Renzi: “No baratti con Grillo, va sfidato. Non pugnalo Bersani alle spalle”

Pubblicato il 1 Marzo 2013 14:44 | Ultimo aggiornamento: 2 Marzo 2013 9:09
Renzi: "No baratti con Grillo, non pugnalo Bersani alle spalle"

Matteo Renzi (foto Lapresse)

FIRENZE – No al baratto con i grillini, niente Camere cedute ai 5 Stelle, Grillo va sfidato, e per quanto riguarda le elezioni la sinistra le ha perse. Matteo Renzi ha anche detto che non intende “pugnalare alle spalle” Bersani, ma la sua è una chiusura netta a una trattativa con Grillo.

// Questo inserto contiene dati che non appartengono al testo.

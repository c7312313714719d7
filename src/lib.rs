//! shelf - a symlink manager for files kept in shelves
//!
//! A shelf is a directory under `~/.shelves` that collects files moved out of
//! their original locations. Each moved file is replaced by a symlink pointing
//! into the shelf, and the shelf's `shelf.json` manifest remembers where every
//! link belongs so the links can be restored on another machine. Shelves can be
//! versioned with git or snapshotted as `.tar.gz` archives.

pub mod error;
pub mod domain;
pub mod storage;
pub mod engine;
pub mod snapshot;
pub mod cli;

pub use domain::{Manifest, NormalizedPath};
pub use engine::{restore, track, RestoreReport, TrackOutcome};
pub use error::{ErrorKind, ShelfError};
pub use storage::{Shelf, ShelfPaths, Shelves};
//! Error type shared by the storage layer, the engine and the snapshot
//! collaborators.

use std::io;
use std::path::PathBuf;

use thiserror::Error;

/// Broad classification of a [`ShelfError`]
#[derive(Debug, Clone, Copy, PartialEq, Eq)]
pub enum ErrorKind {
    Validation,
    NotFound,
    AlreadyExists,
    InvalidInput,
    Io,
    Parse,
    ExternalTool,
    /// On-disk state no longer matches what the operation started from
    Inconsistent,
}

#[derive(Debug, Error)]
pub enum ShelfError {
    #[error("{0}")]
    Validation(String),

    #[error("{0}")]
    NotFound(String),

    #[error("{0}")]
    AlreadyExists(String),

    #[error("{0}")]
    InvalidInput(String),

    #[error("{context}")]
    Io {
        context: String,
        #[source]
        source: io::Error,
    },

    #[error("Failed to move {} to {}", from.display(), to.display())]
    Move {
        from: PathBuf,
        to: PathBuf,
        #[source]
        source: io::Error,
    },

    #[error("Failed to create symlink at {} -> {}", link.display(), target.display())]
    Symlink {
        link: PathBuf,
        target: PathBuf,
        #[source]
        source: io::Error,
    },

    #[error(
        "Failed to create symlink at {} ({symlink_error}) and failed to move the file \
         back from {} ({restore_error}). The file is now only in the shelf",
        original.display(),
        shelved.display()
    )]
    CompensationFailed {
        original: PathBuf,
        shelved: PathBuf,
        symlink_error: io::Error,
        restore_error: io::Error,
    },

    #[error("Failed to parse manifest {}", path.display())]
    Parse {
        path: PathBuf,
        #[source]
        source: serde_json::Error,
    },

    #[error("{tool} {command} failed: {message}")]
    ExternalTool {
        tool: &'static str,
        command: String,
        message: String,
    },
}

impl ShelfError {
    /// Wraps an I/O error with a human readable context
    pub fn io(context: impl Into<String>, source: io::Error) -> Self {
        ShelfError::Io {
            context: context.into(),
            source,
        }
    }

    pub fn kind(&self) -> ErrorKind {
        match self {
            ShelfError::Validation(_) => ErrorKind::Validation,
            ShelfError::NotFound(_) => ErrorKind::NotFound,
            ShelfError::AlreadyExists(_) => ErrorKind::AlreadyExists,
            ShelfError::InvalidInput(_) => ErrorKind::InvalidInput,
            ShelfError::Io { .. } | ShelfError::Move { .. } | ShelfError::Symlink { .. } => {
                ErrorKind::Io
            }
            ShelfError::CompensationFailed { .. } => ErrorKind::Inconsistent,
            ShelfError::Parse { .. } => ErrorKind::Parse,
            ShelfError::ExternalTool { .. } => ErrorKind::ExternalTool,
        }
    }
}

pub type Result<T> = std::result::Result<T, ShelfError>;
//! Configuration handling for shelf
//!
//! Configuration is optional and lives in `<shelves root>/config.toml`.

use std::fs;
use std::path::{Path, PathBuf};

use anyhow::{Context, Result};
use serde::{Deserialize, Serialize};
use thiserror::Error;

/// File name of the configuration inside the shelves root
pub const CONFIG_FILE: &str = "config.toml";

#[derive(Debug, Error)]
pub enum ConfigError {
    #[error("Failed to parse configuration: {0}")]
    Parse(String),
}

/// Settings for the git collaborator
#[derive(Debug, Clone, Serialize, Deserialize, PartialEq, Eq)]
#[serde(default)]
pub struct GitConfig {
    /// Run `git init` in new shelves
    pub init_on_create: bool,

    /// Push after committing a snapshot
    pub push: bool,

    /// Remote to push to (git's default when unset)
    pub remote: Option<String>,
}

impl Default for GitConfig {
    fn default() -> Self {
        Self {
            init_on_create: true,
            push: true,
            remote: None,
        }
    }
}

/// Settings for archive snapshots
#[derive(Debug, Clone, Serialize, Deserialize, Default, PartialEq, Eq)]
#[serde(default)]
pub struct ArchiveConfig {
    /// Default output directory for `snapshot archive`
    pub output_dir: Option<PathBuf>,
}

/// User configuration
#[derive(Debug, Clone, Serialize, Deserialize, Default, PartialEq, Eq)]
#[serde(default)]
pub struct Config {
    pub git: GitConfig,
    pub archive: ArchiveConfig,
}

impl Config {
    /// Loads configuration from the shelves root, falling back to defaults
    pub fn load(root: &Path) -> Result<Self> {
        let config_path = root.join(CONFIG_FILE);
        if !config_path.exists() {
            return Ok(Self::default());
        }

        let content = fs::read_to_string(&config_path)
            .with_context(|| format!("Failed to read config: {}", config_path.display()))?;

        toml::from_str(&content)
            .map_err(|e| ConfigError::Parse(e.to_string()))
            .with_context(|| format!("Failed to parse config: {}", config_path.display()))
    }

    /// Saves the configuration into the shelves root
    pub fn save(&self, root: &Path) -> Result<()> {
        fs::create_dir_all(root)
            .with_context(|| format!("Failed to create directory: {}", root.display()))?;

        let config_path = root.join(CONFIG_FILE);
        let content = toml::to_string_pretty(self).context("Failed to serialize config")?;

        fs::write(&config_path, content)
            .with_context(|| format!("Failed to write config: {}", config_path.display()))
    }
}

E soprattutto è un “no” altrettanto netto a una sua possibile premiership in un governo di larghe intese così come ventilato da alcuni quotidiani.

La priorità, ha aggiunto Renzi, ”è rimettersi in sintonia con gli italiani, non giocare al compro baratto e vendo dei seggi grillini”. ”Quando durante le primarie – ha spiegato Renzi – chiedevamo di abolire il finanziamento pubblico ai partiti, o ai parlamentari e consiglieri regionali di rinunciare ai vitalizi, fino alla richiesta di non considerare appestati quelli che la volta prima avevano votato Lega o Pdl (le primarie si vincono convincendo la tua gente, ma le elezioni si vincono convincendo anche quelli fuori dal tuo recinto) o fino alla proposta di far uscire i partiti dalla Rai, noi eravamo chiari. Ma non abbiamo avuto la capacità di convincere. Colpa mia, l’ho detto”.

Quanto alle prospettive del dopo elezioni, spiega: ”Pensiamo di uscirne vivi offrendo a Grillo la Camera e a Berlusconi il Senato, secondo gli schemi che hanno già fallito in passato?”. E ancora: ”Le elezioni, niente giri di parole: il centrosinistra le ha perse. La vittoria numerica alla Camera – ha aggiunto – non è sufficiente e lo sappiamo”. Quanto a Bersani: ”Ho combattuto Bersani a viso aperto quando non lo faceva nessuno, guardandolo negli occhi. Non lo pugnalo alle spalle, oggi: chiaro?”.

Perché Renzi si è sentito in dovere di rimarcare questo punto? Tutto nasce dalle voci messe in giro ad un articolo del Corriere della Sera. L’autrice dell‘articolo, Maria Teresa Meli, ipotizzava che Renzi potesse diventare premier. Premier non come candidato ufficiale del Pd, ma premier di un governo di larghe intese con Grillo o Berlusconi o tutti e due.

Sia Renzi che il suo staff hanno smentito subito “le notizie apparse sulla stampa”. Lui su Twitter ha scritto già in primissima mattinata: “Ho perso le primarie, ora faccio il sindaco senza rimpianto”.

Quanto alle proposte, Renzi lancia: “Togliere il finanziamento pubblico ai partiti, subito, come primo atto del nuovo Parlamento, con efficacia immediata sarebbe come dire ai cittadini: ok, abbiamo capito la lezione. Adesso scriviamo una pagina di storia nuova”.